Ketentuan mengenai larangan PNS untuk terlibat dalam pilkada ini menurut Sekda sangat jelas seperti yang tertuang dalam Undang-Undang Nomor 5 Tahun 2014 tentang Aparatur Sipil Negara yang mempertegas jarak antara birokrasi dan politik.

PNS di Aceh Harus Netral dalam Pilkada
Ilustrasi

“Ketentuan mengenai larangan ini tidak lain ditujukan untuk mendorong aparatur sipil negara agar lebih berkonsentrasi pada kualitas kerja dan menjalankan peran ASN dengan bersikap jujur, bertanggung jawab, dan tidak terlibat dalam aktivitas politik,” katanya.

Sekda menegaskan bahwa tahapan pemilihan Gubernur dan Wakil Gubernur Aceh serta pemilihan kepala daerah di 20 Kabupaten/Kota di Aceh telah dimulai sejak pekan lalu.

“Oleh sebab itu seluruh aparatur sipil negara di Aceh perlu kita ingatkan kembali mengenai etika yang harus ditaati dalam menyikapi Pilkada akan berlangsung secara serentak pada 15 Februari mendatang,” ujar Sekda.

Mengenai perkara yang dilarang oleh undang-undang kepada aparatur sipil negara terkait pelaksanaa pilkada jelas Sekda antara lain mencakup keikutsertaan sebagai pelaksana kampanye, menjadi peserta kampanye dengan menggunakan atribut partai atau atribut PNS, menjadi peserta kampanye dengan mengerahkan PNS lain, dan/atau sebagai peserta kampanye dengan menggunakan fasilitas neggara, membuat keputusan dan/atau tindakan yang menguntungkan atau merugikan salah satu pasangan calon serta terlibat mengarah keberpihakan terhadap pasangan calon.

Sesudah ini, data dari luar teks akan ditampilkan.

//! SQLite data store adapter

use std::path::Path;
use std::sync::{Arc, Mutex};
use std::time::Duration;

use async_trait::async_trait;
use chrono::{DateTime, NaiveDate, Utc};
use rusqlite::types::Type;
use rusqlite::{params, Connection, OptionalExtension, Row, TransactionBehavior};
use tracing::debug;

use crate::application::ports::{EntitlementStore, StoreError, UsageStore};
use crate::domain::entitlement::{Entitlement, EntitlementPatch, EntitlementStatus};
use crate::domain::usage::{UsageCounter, UsageKind, UsageSnapshot};

const SCHEMA: &str = "
CREATE TABLE IF NOT EXISTS usage_counters (
  user_id TEXT PRIMARY KEY,
  day TEXT NOT NULL,
  transcription_count INTEGER NOT NULL DEFAULT 0,
  natural_input_count INTEGER NOT NULL DEFAULT 0
);
CREATE TABLE IF NOT EXISTS entitlements (
  user_id TEXT PRIMARY KEY,
  status TEXT NOT NULL,
  external_customer_id TEXT NOT NULL,
  external_subscription_id TEXT,
  external_price_id TEXT,
  current_period_start TEXT,
  current_period_end TEXT,
  updated_at TEXT NOT NULL
);
CREATE INDEX IF NOT EXISTS entitlements_subscription
  ON entitlements (external_subscription_id);
";

const DAY_FORMAT: &str = "%Y-%m-%d";

/// Counters and entitlements in a local SQLite file.
///
/// Every counter increment runs in its own `BEGIN IMMEDIATE` transaction,
/// so concurrent callers (threads or processes sharing the file) serialize
/// on the write lock and cannot both pass the daily cap.
#[derive(Clone)]
pub struct SqliteStore {
    conn: Arc<Mutex<Connection>>,
}

impl SqliteStore {
    /// Open (creating if needed) the database at `path`
    pub fn open(path: impl AsRef<Path>) -> Result<Self, StoreError> {
        let path = path.as_ref();
        if let Some(parent) = path.parent() {
            std::fs::create_dir_all(parent).map_err(|e| StoreError::Database(e.to_string()))?;
        }
        let conn = Connection::open(path).map_err(db_err)?;
        Self::init(conn)
    }

    pub fn open_in_memory() -> Result<Self, StoreError> {
        Self::init(Connection::open_in_memory().map_err(db_err)?)
    }

    fn init(conn: Connection) -> Result<Self, StoreError> {
        conn.busy_timeout(Duration::from_secs(5)).map_err(db_err)?;
        conn.execute_batch(SCHEMA).map_err(db_err)?;
        Ok(Self {
            conn: Arc::new(Mutex::new(conn)),
        })
    }

    async fn with_conn<F, T>(&self, f: F) -> Result<T, StoreError>
    where
        F: FnOnce(&mut Connection) -> rusqlite::Result<T> + Send + 'static,
        T: Send + 'static,
    {
        let conn = Arc::clone(&self.conn);
        tokio::task::spawn_blocking(move || {
            let mut guard = conn.lock().unwrap_or_else(|e| e.into_inner());
            f(&mut guard)
        })
        .await
        .map_err(|e| StoreError::Database(e.to_string()))?
        .map_err(db_err)
    }
}

fn db_err(e: rusqlite::Error) -> StoreError {
    StoreError::Database(e.to_string())
}

fn conversion_err(
    column: usize,
    e: impl std::error::Error + Send + Sync + 'static,
) -> rusqlite::Error {
    rusqlite::Error::FromSqlConversionFailure(column, Type::Text, Box::new(e))
}

fn load_counter(conn: &Connection, user_id: &str) -> rusqlite::Result<Option<UsageCounter>> {
    conn.query_row(
        "SELECT day, transcription_count, natural_input_count
         FROM usage_counters WHERE user_id = ?1",
        params![user_id],
        |row| {
            let day: String = row.get(0)?;
            Ok(UsageCounter {
                day: NaiveDate::parse_from_str(&day, DAY_FORMAT).map_err(|e| conversion_err(0, e))?,
                transcription_count: row.get(1)?,
                natural_input_count: row.get(2)?,
            })
        },
    )
    .optional()
}

fn save_counter(conn: &Connection, user_id: &str, counter: &UsageCounter) -> rusqlite::Result<()> {
    conn.execute(
        "INSERT INTO usage_counters (user_id, day, transcription_count, natural_input_count)
         VALUES (?1, ?2, ?3, ?4)
         ON CONFLICT (user_id) DO UPDATE SET
           day = excluded.day,
           transcription_count = excluded.transcription_count,
           natural_input_count = excluded.natural_input_count",
        params![
            user_id,
            counter.day.format(DAY_FORMAT).to_string(),
            counter.transcription_count,
            counter.natural_input_count
        ],
    )?;
    Ok(())
}

fn has_active_access(conn: &Connection, user_id: &str) -> rusqlite::Result<bool> {
    let status: Option<String> = conn
        .query_row(
            "SELECT status FROM entitlements WHERE user_id = ?1",
            params![user_id],
            |row| row.get(0),
        )
        .optional()?;

    Ok(status
        .and_then(|s| s.parse::<EntitlementStatus>().ok())
        .is_some_and(|s| s.grants_access()))
}

fn increment_and_check(
    conn: &mut Connection,
    user_id: &str,
    kind: UsageKind,
    today: NaiveDate,
) -> rusqlite::Result<bool> {
    let tx = conn.transaction_with_behavior(TransactionBehavior::Immediate)?;

    let unlimited = has_active_access(&tx, user_id)?;
    let stored = load_counter(&tx, user_id)?;
    let mut counter = stored.unwrap_or_else(|| UsageCounter::new(today));
    let allowed = counter.try_increment(kind, today, unlimited);

    if stored != Some(counter) {
        save_counter(&tx, user_id, &counter)?;
    }
    tx.commit()?;

    Ok(allowed)
}

fn parse_timestamp(column: usize, value: Option<String>) -> rusqlite::Result<Option<DateTime<Utc>>> {
    value
        .map(|s| {
            DateTime::parse_from_rfc3339(&s)
                .map(|dt| dt.with_timezone(&Utc))
                .map_err(|e| conversion_err(column, e))
        })
        .transpose()
}

fn entitlement_from_row(row: &Row<'_>) -> rusqlite::Result<Entitlement> {
    let status: String = row.get(1)?;
    Ok(Entitlement {
        user_id: row.get(0)?,
        status: status.parse().map_err(|e| conversion_err(1, e))?,
        external_customer_id: row.get(2)?,
        external_subscription_id: row.get(3)?,
        external_price_id: row.get(4)?,
        current_period_start: parse_timestamp(5, row.get(5)?)?,
        current_period_end: parse_timestamp(6, row.get(6)?)?,
    })
}

#[async_trait]
impl UsageStore for SqliteStore {
    async fn usage(&self, user_id: &str, today: NaiveDate) -> Result<UsageSnapshot, StoreError> {
        let user_id = user_id.to_string();
        self.with_conn(move |conn| {
            let counter = load_counter(conn, &user_id)?
                .map(|c| c.as_of(today))
                .unwrap_or_else(|| UsageCounter::new(today));
            Ok(UsageSnapshot {
                counter,
                has_subscription: has_active_access(conn, &user_id)?,
            })
        })
        .await
    }

    async fn increment_and_check(
        &self,
        user_id: &str,
        kind: UsageKind,
        today: NaiveDate,
    ) -> Result<bool, StoreError> {
        let user_id = user_id.to_string();
        let allowed = self
            .with_conn(move |conn| increment_and_check(conn, &user_id, kind, today))
            .await?;
        debug!(%kind, allowed, "usage increment");
        Ok(allowed)
    }
}

#[async_trait]
impl EntitlementStore for SqliteStore {
    async fn entitlement(&self, user_id: &str) -> Result<Option<Entitlement>, StoreError> {
        let user_id = user_id.to_string();
        self.with_conn(move |conn| {
            conn.query_row(
                "SELECT user_id, status, external_customer_id, external_subscription_id,
                        external_price_id, current_period_start, current_period_end
                 FROM entitlements WHERE user_id = ?1",
                params![user_id],
                entitlement_from_row,
            )
            .optional()
        })
        .await
    }

    async fn upsert(&self, entitlement: &Entitlement) -> Result<(), StoreError> {
        let e = entitlement.clone();
        self.with_conn(move |conn| {
            conn.execute(
                "INSERT INTO entitlements (user_id, status, external_customer_id,
                   external_subscription_id, external_price_id, current_period_start,
                   current_period_end, updated_at)
                 VALUES (?1, ?2, ?3, ?4, ?5, ?6, ?7, ?8)
                 ON CONFLICT (user_id) DO UPDATE SET
                   status = excluded.status,
                   external_customer_id = excluded.external_customer_id,
                   external_subscription_id = excluded.external_subscription_id,
                   external_price_id = excluded.external_price_id,
                   current_period_start = excluded.current_period_start,
                   current_period_end = excluded.current_period_end,
                   updated_at = excluded.updated_at",
                params![
                    e.user_id,
                    e.status.as_str(),
                    e.external_customer_id,
                    e.external_subscription_id,
                    e.external_price_id,
                    e.current_period_start.map(|t| t.to_rfc3339()),
                    e.current_period_end.map(|t| t.to_rfc3339()),
                    Utc::now().to_rfc3339(),
                ],
            )?;
            Ok(())
        })
        .await
    }

    async fn update_by_subscription(
        &self,
        subscription_id: &str,
        patch: &EntitlementPatch,
    ) -> Result<bool, StoreError> {
        let subscription_id = subscription_id.to_string();
        let patch = patch.clone();
        self.with_conn(move |conn| {
            let changed = conn.execute(
                "UPDATE entitlements SET
                   status = ?1,
                   current_period_start = COALESCE(?2, current_period_start),
                   current_period_end = COALESCE(?3, current_period_end),
                   updated_at = ?4
                 WHERE external_subscription_id = ?5",
                params![
                    patch.status.as_str(),
                    patch.current_period_start.map(|t| t.to_rfc3339()),
                    patch.current_period_end.map(|t| t.to_rfc3339()),
                    Utc::now().to_rfc3339(),
                    subscription_id,
                ],
            )?;
            Ok(changed > 0)
        })
        .await
    }
}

“Dari daftar larangan yang saya sebutkan di atas, jelas sekali bahwa aparatur sipil negara dituntut untuk bersikap netral dalam Pilkada ini. Jika ketentuan itu dilanggar, sanksi berat akan diberikan, termasuk pemecatan dari statusnya sebagai aparatur sipil negara,” pungkasnya.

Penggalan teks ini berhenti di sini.